Orwell and not good: By George! Most of the British media has only read two Orwell novels...
... and they understood about 50% of what they read
Karaoke at the columnists’ Christmas party (pictured above)
“If there was hope, it must lie in the proles, because only there, in those swarming disregarded masses, eighty-five percent of the population of Oceania, could the force to destroy the Party ever be generated. The Party could not be overthrown from within… Rebellion meant a look in the eyes, an inflection of the voice; at the most, an occasional whispered word.
But the proles, if only they could somehow become conscious of their own strength, would have no need to conspire. They need only to rise up and shake themselves like a horse shaking off flies. If they chose they could blow the Party to pieces tomorrow morning. Surely sooner or later it must occur to them to do it.”
I’ve never seen a columnist quote that bit of 1984. Because in truth, columnists mostly hope the proles stay docile. Columnists in the British press are not there to shake up the status quo, they are there to bolster it. They are there to provide some distraction, the odd little bunfight.
A columnist that seemed likely to change anything would a) not get the job in the first place b) be replaced quite quickly. British political writing is, as I’ve written before, akin to professional wrestling — you get assigned your character and stick to it doggedly, no matter how often you are embarrassed publicly. How else might we explain David Aaronovitch’s career?
Today was the anniversary of the publication of Animal Farm, which came out on August 17, 1945. It was three days after Victory in Japan Day and Orwell has just released a satire about Soviet Russia, a state which, at that febrile moment was still nominally an ally. But, informed by his fighting in the Spanish Civil War, Orwell was already uneasy about Stalin’s bitter flavour of communism. He abhorred the cult of personality and the reign of terror that came with it.
Writing to Yvonne Davet, the French translator of Animal Farm, he described the book as explicitly designed to satirise Stalin ("Un conte satirique contre Staline"). While in "Why I Write" (1946), he wrote that Animal Farm was an attempt "to fuse political purpose and artistic purpose into one whole". Writing to the American radical, Dwight McDonald, in response to criticisms from leftists that he was rejecting all revolutions, Orwell said:
I intended it primarily as a satire on the Russian revolution. But I did mean it to have a wider application in so much that I meant that that kind of revolution (violent conspiratorial revolution, led by unconsciously power-hungry people) can only lead to a change of masters. I meant the moral to be that revolutions only effect a radical improvement when the masses are alert and know how to chuck out their leaders as soon as the latter have done their job. The turning-point of the story was supposed to be when the pigs kept the milk and apples for themselves (Kronstadt). If the other animals had had the sense to put their foot down then, it would have been all right.

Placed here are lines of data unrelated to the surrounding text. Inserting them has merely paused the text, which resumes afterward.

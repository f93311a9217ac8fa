// queryground-core/src/engine/mod.rs
//! Document-store engine contract.
//!
//! The sandbox pipeline only needs a thin slice of a document store:
//! bulk inserts, whole-database drops and find/aggregate/update
//! commands. The [`DocumentStore`] trait captures exactly that, and
//! [`MemoryEngine`] is the reference in-memory implementation used by
//! tests and the CLI.

pub mod filter;
pub mod memory;
pub mod pipeline;
pub mod update;

use std::time::Duration;

use crate::error::Result;
use crate::extjson::ExtValue;

pub use memory::MemoryEngine;

/// Options of an update command
#[derive(Debug, Clone, Default, PartialEq)]
pub struct UpdateOpts {
    /// update every matching document instead of the first one
    pub multi: bool,
    /// insert a new document when nothing matches
    pub upsert: bool,
}

impl UpdateOpts {
    /// Extract `{multi, upsert}` from the third positional argument of
    /// an update query. Anything malformed counts as false.
    pub fn from_stage(stage: &ExtValue) -> UpdateOpts {
        UpdateOpts {
            multi: stage.get("multi").and_then(|v| v.as_bool()).unwrap_or(false),
            upsert: stage.get("upsert").and_then(|v| v.as_bool()).unwrap_or(false),
        }
    }
}

/// A command handed to the engine for one collection
#[derive(Debug, Clone, PartialEq)]
pub enum Command {
    Find {
        filter: ExtValue,
        projection: ExtValue,
    },
    Aggregate {
        pipeline: Vec<ExtValue>,
    },
    Update {
        filter: ExtValue,
        update: ExtValue,
        opts: UpdateOpts,
    },
}

/// The external document-store collaborator.
///
/// Databases are partitioned by sandbox hash, so concurrent commands
/// against different databases never contend; build ordering is
/// serialized upstream by the cache.
pub trait DocumentStore: Send + Sync {
    /// Ordered bulk insert. Stops at the first failing document,
    /// leaving earlier writes in place; the builder drops the database
    /// on error to avoid partial state.
    fn insert_many(&self, db: &str, collection: &str, docs: Vec<ExtValue>) -> Result<()>;

    /// Drop a whole database and everything in it. Dropping a database
    /// that doesn't exist is not an error.
    fn drop_database(&self, db: &str) -> Result<()>;

    /// Names of the databases currently present
    fn database_names(&self) -> Vec<String>;

    /// Execute a command and return the matching documents.
    /// `max_time` is the query time budget; the engine must give up
    /// once it is exhausted.
    fn run_command(
        &self,
        db: &str,
        collection: &str,
        command: Command,
        max_time: Duration,
    ) -> Result<Vec<ExtValue>>;
}
// queryground-core/src/extjson/registry.rs
// Pluggable decode rules for the extended-JSON dialect
//
// Two kinds of rules are registered here, both resolved once at startup:
//
// - named-call rewrites: `ObjectId("...")` and friends are rewritten by
//   a textual pre-pass into their keyed-object form, so the generic
//   parser only ever sees one syntax per type
// - keyed decoders: objects containing a reserved `$`-key are converted
//   into the matching `ExtValue` variant after generic parsing

use std::collections::HashMap;

use base64::engine::general_purpose::STANDARD as BASE64;
use base64::Engine;
use chrono::{DateTime, NaiveDate};
use lazy_static::lazy_static;

use crate::error::{Result, SandboxError};
use crate::extjson::value::{datetime_from_millis, ExtValue, ObjectId};

/// Rewrites the raw arguments of a named call into normalized keyed-object
/// JSON text. Arguments arrive trimmed, split on top-level commas.
pub type CallRewrite = fn(&[&str]) -> Result<String>;

/// Converts a parsed object holding a reserved key into a typed value
pub type KeyedDecoder = fn(&[(String, ExtValue)]) -> Result<ExtValue>;

lazy_static! {
    /// identifier -> rewrite rule for `name(...)` tokens
    pub static ref NAMED_CALLS: HashMap<&'static str, CallRewrite> = {
        let mut m: HashMap<&'static str, CallRewrite> = HashMap::new();
        m.insert("ObjectId", rewrite_object_id);
        m.insert("ISODate", rewrite_date);
        m.insert("new Date", rewrite_date);
        m.insert("Timestamp", rewrite_timestamp);
        m.insert("BinData", rewrite_bin_data);
        m.insert("NumberInt", rewrite_number_int);
        m.insert("NumberLong", rewrite_number_long);
        m
    };

    /// bare identifier -> constant keyed-object form
    pub static ref NAMED_CONSTS: HashMap<&'static str, &'static str> = {
        let mut m = HashMap::new();
        m.insert("undefined", r#"{"$undefined":true}"#);
        m.insert("MinKey", r#"{"$minKey":1}"#);
        m.insert("MaxKey", r#"{"$maxKey":1}"#);
        m
    };

    /// reserved key -> typed decoder
    pub static ref KEYED_DECODERS: HashMap<&'static str, KeyedDecoder> = {
        let mut m: HashMap<&'static str, KeyedDecoder> = HashMap::new();
        m.insert("$oid", jdec_object_id);
        m.insert("$date", jdec_date);
        m.insert("$timestamp", jdec_timestamp);
        m.insert("$binary", jdec_binary);
        m.insert("$regex", jdec_regex);
        m.insert("$numberLong", jdec_number_long);
        m.insert("$numberInt", jdec_number_int);
        m.insert("$undefined", jdec_undefined);
        m.insert("$minKey", jdec_min_key);
        m.insert("$maxKey", jdec_max_key);
        m
    };
}

// ============================================================================
// NAMED-CALL REWRITES
// ============================================================================

fn expect_arity(name: &str, args: &[&str], n: usize) -> Result<()> {
    if args.len() != n {
        return Err(SandboxError::Decode(format!(
            "{}() expects {} argument(s), got {}",
            name,
            n,
            args.len()
        )));
    }
    Ok(())
}

fn rewrite_object_id(args: &[&str]) -> Result<String> {
    expect_arity("ObjectId", args, 1)?;
    Ok(format!(r#"{{"$oid":{}}}"#, args[0]))
}

fn rewrite_date(args: &[&str]) -> Result<String> {
    expect_arity("Date", args, 1)?;
    Ok(format!(r#"{{"$date":{}}}"#, args[0]))
}

fn rewrite_timestamp(args: &[&str]) -> Result<String> {
    expect_arity("Timestamp", args, 2)?;
    Ok(format!(
        r#"{{"$timestamp":{{"t":{},"i":{}}}}}"#,
        args[0], args[1]
    ))
}

fn rewrite_bin_data(args: &[&str]) -> Result<String> {
    expect_arity("BinData", args, 2)?;
    // subtype is a bare number in shell syntax, the keyed form wants a string
    Ok(format!(r#"{{"$binary":{},"$type":"{}"}}"#, args[1], args[0]))
}

fn rewrite_number_int(args: &[&str]) -> Result<String> {
    expect_arity("NumberInt", args, 1)?;
    Ok(format!(r#"{{"$numberInt":{}}}"#, args[0]))
}

fn rewrite_number_long(args: &[&str]) -> Result<String> {
    expect_arity("NumberLong", args, 1)?;
    Ok(format!(r#"{{"$numberLong":{}}}"#, args[0]))
}

// ============================================================================
// KEYED DECODERS
// ============================================================================

fn jdec_object_id(entries: &[(String, ExtValue)]) -> Result<ExtValue> {
    match lookup(entries, "$oid") {
        Some(ExtValue::String(s)) => Ok(ExtValue::ObjectId(ObjectId::parse_str(s)?)),
        Some(other) => Err(SandboxError::Decode(format!(
            "invalid $oid value of type {}",
            other.type_name()
        ))),
        None => unreachable!("decoder dispatched on $oid"),
    }
}

const DATE_ONLY_FORMAT: &str = "%Y-%m-%d";

fn jdec_date(entries: &[(String, ExtValue)]) -> Result<ExtValue> {
    match lookup(entries, "$date") {
        Some(ExtValue::String(s)) => {
            if let Ok(dt) = DateTime::parse_from_rfc3339(s) {
                return Ok(ExtValue::DateTime(dt));
            }
            if let Ok(d) = NaiveDate::parse_from_str(s, DATE_ONLY_FORMAT) {
                let millis = d
                    .and_hms_opt(0, 0, 0)
                    .map(|ndt| ndt.and_utc().timestamp_millis())
                    .unwrap_or(0);
                return Ok(ExtValue::DateTime(datetime_from_millis(millis)));
            }
            Err(SandboxError::Decode(format!("cannot parse date: \"{}\"", s)))
        }
        // numeric payload is epoch milliseconds
        Some(v) => match v.as_i64() {
            Some(millis) => Ok(ExtValue::DateTime(datetime_from_millis(millis))),
            None => match v.get("$numberLong").and_then(|n| n.as_i64()) {
                Some(millis) => Ok(ExtValue::DateTime(datetime_from_millis(millis))),
                None => Err(SandboxError::Decode(format!(
                    "cannot parse date from {}",
                    v.type_name()
                ))),
            },
        },
        None => unreachable!("decoder dispatched on $date"),
    }
}

fn jdec_timestamp(entries: &[(String, ExtValue)]) -> Result<ExtValue> {
    let payload = lookup(entries, "$timestamp")
        .ok_or_else(|| SandboxError::Decode("invalid $timestamp object".to_string()))?;
    let t = payload.get("t").and_then(|v| v.as_i64());
    let i = payload.get("i").and_then(|v| v.as_i64());
    match (t, i) {
        (Some(t), Some(i)) if t >= 0 && i >= 0 => Ok(ExtValue::Timestamp {
            t: t as u32,
            i: i as u32,
        }),
        _ => Err(SandboxError::Decode(
            "invalid $timestamp object: expected {t, i} with positive values".to_string(),
        )),
    }
}

fn jdec_binary(entries: &[(String, ExtValue)]) -> Result<ExtValue> {
    let data = match lookup(entries, "$binary") {
        Some(ExtValue::String(b64)) => BASE64
            .decode(b64)
            .map_err(|e| SandboxError::Decode(format!("invalid $binary payload: {}", e)))?,
        _ => {
            return Err(SandboxError::Decode(
                "invalid $binary object: payload must be a base64 string".to_string(),
            ))
        }
    };

    let subtype = match lookup(entries, "$type") {
        None => 0i64,
        Some(ExtValue::String(s)) => parse_subtype(s)?,
        Some(v) => v.as_i64().ok_or_else(|| {
            SandboxError::Decode(format!("invalid $type in binary object: {}", v.type_name()))
        })?,
    };

    if !(0..=255).contains(&subtype) {
        return Err(SandboxError::Decode(format!(
            "invalid type in binary object: {}",
            subtype
        )));
    }

    Ok(ExtValue::Binary {
        subtype: subtype as u8,
        data,
    })
}

/// Subtype strings come in both `"0x2"` and `"2"` spellings
fn parse_subtype(s: &str) -> Result<i64> {
    let parsed = if let Some(hex) = s.strip_prefix("0x").or_else(|| s.strip_prefix("0X")) {
        i64::from_str_radix(hex, 16)
    } else {
        s.parse::<i64>()
    };
    parsed.map_err(|_| SandboxError::Decode(format!("invalid type in binary object: \"{}\"", s)))
}

fn jdec_regex(entries: &[(String, ExtValue)]) -> Result<ExtValue> {
    let pattern = match lookup(entries, "$regex") {
        Some(ExtValue::String(p)) => p.clone(),
        _ => {
            return Err(SandboxError::Decode(
                "invalid $regex object: pattern must be a string".to_string(),
            ))
        }
    };
    let options = match lookup(entries, "$options") {
        None => String::new(),
        Some(ExtValue::String(o)) => o.clone(),
        _ => {
            return Err(SandboxError::Decode(
                "invalid $regex object: options must be a string".to_string(),
            ))
        }
    };
    Ok(ExtValue::Regex { pattern, options })
}

fn jdec_number_long(entries: &[(String, ExtValue)]) -> Result<ExtValue> {
    match lookup(entries, "$numberLong") {
        Some(v) => Ok(ExtValue::Int64(parse_integer(v, "$numberLong")?)),
        None => unreachable!("decoder dispatched on $numberLong"),
    }
}

fn jdec_number_int(entries: &[(String, ExtValue)]) -> Result<ExtValue> {
    match lookup(entries, "$numberInt") {
        Some(v) => {
            let n = parse_integer(v, "$numberInt")?;
            i32::try_from(n)
                .map(ExtValue::Int32)
                .map_err(|_| SandboxError::Decode(format!("$numberInt out of range: {}", n)))
        }
        None => unreachable!("decoder dispatched on $numberInt"),
    }
}

/// Integer payloads may be bare numbers or quoted strings
fn parse_integer(v: &ExtValue, tag: &str) -> Result<i64> {
    match v {
        ExtValue::Int32(n) => Ok(*n as i64),
        ExtValue::Int64(n) => Ok(*n),
        ExtValue::String(s) => s
            .parse::<i64>()
            .map_err(|_| SandboxError::Decode(format!("invalid {} value: \"{}\"", tag, s))),
        other => Err(SandboxError::Decode(format!(
            "invalid {} value of type {}",
            tag,
            other.type_name()
        ))),
    }
}

fn jdec_undefined(entries: &[(String, ExtValue)]) -> Result<ExtValue> {
    match lookup(entries, "$undefined") {
        Some(ExtValue::Bool(true)) => Ok(ExtValue::Undefined),
        _ => Err(SandboxError::Decode("invalid $undefined object".to_string())),
    }
}

fn jdec_min_key(entries: &[(String, ExtValue)]) -> Result<ExtValue> {
    match lookup(entries, "$minKey").and_then(|v| v.as_i64()) {
        Some(1) => Ok(ExtValue::MinKey),
        _ => Err(SandboxError::Decode("invalid $minKey object".to_string())),
    }
}

fn jdec_max_key(entries: &[(String, ExtValue)]) -> Result<ExtValue> {
    match lookup(entries, "$maxKey").and_then(|v| v.as_i64()) {
        Some(1) => Ok(ExtValue::MaxKey),
        _ => Err(SandboxError::Decode("invalid $maxKey object".to_string())),
    }
}

fn lookup<'a>(entries: &'a [(String, ExtValue)], key: &str) -> Option<&'a ExtValue> {
    entries.iter().find(|(k, _)| k == key).map(|(_, v)| v)
}

/// Apply the keyed decoders to a freshly parsed object. Returns the
/// typed value when a reserved key matches, the untouched object
/// otherwise. Malformed payloads for a reserved key are hard errors so
/// bad input never degrades into a plain document silently.
pub fn convert_keyed_object(entries: Vec<(String, ExtValue)>) -> Result<ExtValue> {
    for (key, _) in &entries {
        if let Some(decoder) = KEYED_DECODERS.get(key.as_str()) {
            return decoder(&entries);
        }
    }
    Ok(ExtValue::Object(entries))
}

If people think I am defending the status quo, that is, I think, because they have grown pessimistic and assume that there is no alternative except dictatorship or laissez-faire capitalism.
None of this makes its way into the columns of writers in today’s newspapers who relentlessly quote from 1984 and Animal Farm to imply that it is left-wing people who are the censors and oppressors, despite the right being ascendent in electoral politics and the right-wing being dominant in the press. That’s not surprising.
The columnists who love Orwell now love him in the same way that they briefly loved Keep Calm And Carry On tea towels; he is to be consumed in isolated quotes and confined understandings. If they were to quote the Orwell of revolutionary ideas, of Homage to Catalonia, Road to Wigan Pier and Down and Out in Paris and London they would be incapable of supporting a government that implemented the Universal Credit System and demonises immigrants and the economically disadvantaged with impunity. So, instead, they refer to the half-remembered SparkNotes versions of Animal Farm and 1984 in their heads, burbling about Big Brother and DoubleSpeak, disconnecting any reference from its wider context or Orwell’s actual intention.
It is of no use to the columnists of 2020 to really reflect on the intentions Orwell had when Animal Farm hit bookshelves in 1945 or the fundamental messages of 1984 which came four years later. Were they to do that, they would have to question their political positions and strategic ignorance is their greatest weapon.
Orwell’s words, from Why I Write (1946), are a good summation of what is wrong with British political columnists:
“I cannot say with certainty which of my motives are the strongest, but I know which of them deserve to be followed. And looking back through my work, I see that it is invariably where I lacked a political purpose that I wrote lifeless books and was betrayed into purple passages, sentences without meaning, decorative adjectives and humbug generally.”
The difference is Orwell knew not to stumble into that state. The columnists luxuriate in that fetid state.